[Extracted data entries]
= = = = = = =
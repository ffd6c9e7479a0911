use shared::{DecodeError, PageTooShort};
use std::time::Duration;
use thiserror::Error;

/// Connection-level failures of the broadcast client
#[derive(Error, Debug)]
pub enum ClientError {
    /// The peer answered the registration with `success = false`
    #[error("connection rejected by peer: {0}")]
    ConnectionRejected(String),

    /// No registration result arrived in time; peer not running or not listening
    #[error("no registration result within {0:?}, is the broadcasting interface enabled?")]
    ConnectionTimeout(Duration),

    #[error("client is already connected or connecting")]
    AlreadyConnected,

    #[error("client is not connected")]
    NotConnected,

    #[error(transparent)]
    MalformedMessage(#[from] DecodeError),

    #[error("socket error: {0}")]
    Io(#[from] std::io::Error),
}

/// Failures reading the simulator's shared-memory pages
#[derive(Error, Debug, Clone, PartialEq, Eq)]
pub enum ReaderError {
    /// Region missing: simulator not running, or not on a platform that has it
    #[error("shared memory region unavailable: {0}")]
    SharedRegionUnavailable(String),

    #[error(transparent)]
    Truncated(#[from] PageTooShort),
}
= = = = = = =
Task instructions
Each line from the one containing "the broadcast client" through the final line of the records must be repeated exactly, with no line added or dropped.

Response below
/// Connection-level failures of the broadcast client
#[derive(Error, Debug)]
pub enum ClientError {
    /// The peer answered the registration with `success = false`
    #[error("connection rejected by peer: {0}")]
    ConnectionRejected(String),

    /// No registration result arrived in time; peer not running or not listening
    #[error("no registration result within {0:?}, is the broadcasting interface enabled?")]
    ConnectionTimeout(Duration),

    #[error("client is already connected or connecting")]
    AlreadyConnected,

    #[error("client is not connected")]
    NotConnected,

    #[error(transparent)]
    MalformedMessage(#[from] DecodeError),

    #[error("socket error: {0}")]
    Io(#[from] std::io::Error),
}

/// Failures reading the simulator's shared-memory pages
#[derive(Error, Debug, Clone, PartialEq, Eq)]
pub enum ReaderError {
    /// Region missing: simulator not running, or not on a platform that has it
    #[error("shared memory region unavailable: {0}")]
    SharedRegionUnavailable(String),

    #[error(transparent)]
    Truncated(#[from] PageTooShort),
}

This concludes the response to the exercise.